En Carta desde la fe

 

Aunque deseamos escuchar buenas noticias, normalmente nos cuesta creerlas. También la buena noticia de la resurrección de Jesús encontró serias resistencias. María Magdalena estaba tan cerrada a la posibilidad de que Jesús volviera a la vida que, cuando se encontró con Él, lo confundió con el hortelano (cf. Jn 20,15). Los apóstoles no creen a las mujeres que les anuncian la resurrección del Maestro y tomaron sus palabras por un delirio (cf. Lc 24,11). A pesar de que Jesús les anunció su resurrección, a todos sus seguidores les costó creer.

Quizá el más testarudo fue el apóstol Tomás, quien se atrevió a pedir una prueba inequívoca: «Si no meto el dedo en el agujero de los clavos y no meto la mano en su costado, no lo creo» (Jn 20,25). Estas exigencias son –sin duda– excesivas. Sin embargo, en su terquedad se esconden al menos dos intuiciones muy sabias. Primera: no basta creer en la resurrección por el testimonio de otros; es necesario encontrarse con el Resucitado y experimentar cómo nos contagia su vida nueva. Segunda: las llagas del mundo y nuestras propias llagas son el mejor espacio para este encuentro.

Sí, realmente podemos encontrarnos con el Resucitado, cuando vivimos la misericordia y la solidaridad con las personas llagadas por el sufrimiento, la enfermedad o la desesperanza; cuando vivimos con fe la celebración de los sacramentos y percibimos su fuerza salvadora; cuando intuimos su presencia en la comunidad de los creyentes que comparten su fe y sus bienes; cuando le confiamos nuestros miedos, sufrimientos y preocupaciones y Él nos contagia su amor, su consuelo y su paz.

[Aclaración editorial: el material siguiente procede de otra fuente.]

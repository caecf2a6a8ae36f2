use crate::config::Config;
use crate::store::{JsonFileStore, MemoryStore, RecordStore, ensure_layout};
use crate::types::{Signal, SignalStatus};
use std::fs;
use std::path::PathBuf;
use tempfile::TempDir;

fn signal(id: &str, score: u8) -> Signal {
    Signal {
        id: id.to_string(),
        topic: format!("topic {}", id),
        score,
        status: SignalStatus::New,
        report_file: PathBuf::from(format!("db/report_{}.md", id)),
        created_at: None,
    }
}

#[test]
fn test_missing_file_loads_empty() {
    let temp_dir = TempDir::new().unwrap();
    let store: JsonFileStore<Signal> = JsonFileStore::new(temp_dir.path().join("signals.json"));

    assert!(store.load().unwrap().is_empty());
}

#[test]
fn test_zero_length_file_loads_empty() {
    let temp_dir = TempDir::new().unwrap();
    let path = temp_dir.path().join("signals.json");
    fs::write(&path, "").unwrap();

    let store: JsonFileStore<Signal> = JsonFileStore::new(&path);
    assert!(store.load().unwrap().is_empty());
}

#[test]
fn test_corrupt_file_loads_empty() {
    let temp_dir = TempDir::new().unwrap();
    let path = temp_dir.path().join("signals.json");
    fs::write(&path, "[{\"id\": \"abc\", ").unwrap();

    let store: JsonFileStore<Signal> = JsonFileStore::new(&path);
    assert!(store.load().unwrap().is_empty());
}

#[test]
fn test_wrong_shape_loads_empty() {
    let temp_dir = TempDir::new().unwrap();
    let path = temp_dir.path().join("signals.json");
    fs::write(&path, "{\"not\": \"an array\"}").unwrap();

    let store: JsonFileStore<Signal> = JsonFileStore::new(&path);
    assert!(store.load().unwrap().is_empty());
}

#[test]
fn test_undecodable_record_is_skipped_not_the_whole_file() {
    let temp_dir = TempDir::new().unwrap();
    let path = temp_dir.path().join("signals.json");
    fs::write(
        &path,
        r#"[
            {"id": "good0001", "topic": "t", "score": 60, "status": "new", "report_file": "db/r.md"},
            {"id": "odd00001", "topic": "t", "status": "archived"}
        ]"#,
    )
    .unwrap();

    let store: JsonFileStore<Signal> = JsonFileStore::new(&path);
    let loaded = store.load().unwrap();
    assert_eq!(loaded.len(), 1);
    assert_eq!(loaded[0].id, "good0001");
}

#[test]
fn test_save_carries_undecodable_records_over() {
    let temp_dir = TempDir::new().unwrap();
    let path = temp_dir.path().join("signals.json");
    fs::write(
        &path,
        r#"[
            {"id": "good0001", "topic": "t", "score": 60, "status": "new", "report_file": "db/r.md"},
            {"id": "odd00001", "topic": "t", "status": "archived"}
        ]"#,
    )
    .unwrap();

    let store: JsonFileStore<Signal> = JsonFileStore::new(&path);
    let mut records = store.load().unwrap();
    records.push(signal("fresh001", 70));
    store.save(&records).unwrap();
    store.save(&store.load().unwrap()).unwrap();

    let raw: serde_json::Value = serde_json::from_str(&fs::read_to_string(&path).unwrap()).unwrap();
    let ids: Vec<&str> = raw
        .as_array()
        .unwrap()
        .iter()
        .map(|v| v["id"].as_str().unwrap())
        .collect();
    assert_eq!(ids, vec!["odd00001", "good0001", "fresh001"]);

    let loaded = store.load().unwrap();
    assert_eq!(loaded.len(), 2);
    assert_eq!(loaded[1].id, "fresh001");
}

#[test]
fn test_save_backs_up_malformed_file() {
    let temp_dir = TempDir::new().unwrap();
    let path = temp_dir.path().join("signals.json");
    fs::write(&path, "[{\"id\": \"abc\", ").unwrap();

    let store: JsonFileStore<Signal> = JsonFileStore::new(&path);
    assert!(store.load().unwrap().is_empty());
    store.save(&[signal("a", 1)]).unwrap();

    let backup = temp_dir.path().join("signals.json.corrupt");
    assert_eq!(fs::read_to_string(&backup).unwrap(), "[{\"id\": \"abc\", ");
    assert_eq!(store.load().unwrap()[0].id, "a");
}

#[test]
fn test_save_then_load_preserves_order() {
    let temp_dir = TempDir::new().unwrap();
    let path = temp_dir.path().join("db").join("signals.json");
    let store: JsonFileStore<Signal> = JsonFileStore::new(&path);

    let records = vec![signal("c", 10), signal("a", 90), signal("b", 50)];
    store.save(&records).unwrap();

    let loaded = store.load().unwrap();
    assert_eq!(loaded, records);
    assert!(!temp_dir.path().join("db").join("signals.json.tmp").exists());
}

#[test]
fn test_save_overwrites_whole_collection() {
    let temp_dir = TempDir::new().unwrap();
    let store: JsonFileStore<Signal> = JsonFileStore::new(temp_dir.path().join("signals.json"));

    store.save(&[signal("a", 1), signal("b", 2)]).unwrap();
    store.save(&[signal("z", 3)]).unwrap();

    let loaded = store.load().unwrap();
    assert_eq!(loaded.len(), 1);
    assert_eq!(loaded[0].id, "z");
}

#[test]
fn test_saved_file_is_a_json_array() {
    let temp_dir = TempDir::new().unwrap();
    let path = temp_dir.path().join("signals.json");
    let store: JsonFileStore<Signal> = JsonFileStore::new(&path);
    store.save(&[signal("a", 1)]).unwrap();

    let value: serde_json::Value = serde_json::from_str(&fs::read_to_string(&path).unwrap()).unwrap();
    assert!(value.is_array());
    assert_eq!(value[0]["status"], "new");
}

#[test]
fn test_memory_store() {
    let store: MemoryStore<Signal> = MemoryStore::new();
    assert!(store.load().unwrap().is_empty());

    store.save(&[signal("a", 1)]).unwrap();
    assert_eq!(store.load().unwrap().len(), 1);
}

#[test]
fn test_ensure_layout_seeds_empty_stores() {
    let temp_dir = TempDir::new().unwrap();
    let config = Config {
        db_dir: temp_dir.path().join("db"),
        products_dir: temp_dir.path().join("products"),
        templates_dir: temp_dir.path().join("templates"),
        ..Default::default()
    };

    ensure_layout(&config).unwrap();

    assert!(config.products_dir.is_dir());
    assert!(config.templates_dir.is_dir());
    assert_eq!(fs::read_to_string(config.signals_path()).unwrap(), "[]");
    assert_eq!(fs::read_to_string(config.products_path()).unwrap(), "[]");
}

#[test]
fn test_ensure_layout_keeps_existing_data() {
    let temp_dir = TempDir::new().unwrap();
    let config = Config {
        db_dir: temp_dir.path().join("db"),
        products_dir: temp_dir.path().join("products"),
        templates_dir: temp_dir.path().join("templates"),
        ..Default::default()
    };
    ensure_layout(&config).unwrap();

    let store: JsonFileStore<Signal> = JsonFileStore::new(config.signals_path());
    store.save(&[signal("keep", 42)]).unwrap();

    ensure_layout(&config).unwrap();
    assert_eq!(store.load().unwrap()[0].id, "keep");
}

Muchos hombres y mujeres han narrado como Jesús Resucitado se ha hecho el encontradizo y ha transformado sus llagas en fuente de vida. El testimonio de la filósofa y activista Simone Weil es impresionante: «En un momento de intenso dolor físico, mientras me esforzaba en amar, pero sin creerme con derecho a dar un nombre a ese amor, sentí… una presencia más personal, más cierta, más real que la de un ser humano, inaccesible tanto a los sentidos como a la imaginación, análoga al amor que se transparentaría a través de la más tierna sonrisa de un ser amado. Desde ese instante, el nombre de Dios y el de Cristo se han mezclado de forma cada vez más irresistible en mis pensamientos». Otras personas cuentan cómo han percibido la presencia del Resucitado en la fuerza que han sentido para afrontar un problema, perdonar una traición, encajar la muerte de un ser querido o luchar por un mundo más justo.

Cuando experimentamos que Dios es capaz de convertir nuestras llagas y las llagas del mundo en manantiales de vida, podemos afrontar con esperanza cualquier dificultad e incluso la misma muerte. ¡Cree, vive y comunica la Buena Noticia! ¡Jesús ha resucitado y quiere compartir con la humanidad su vida nueva! ¡Feliz Pascua!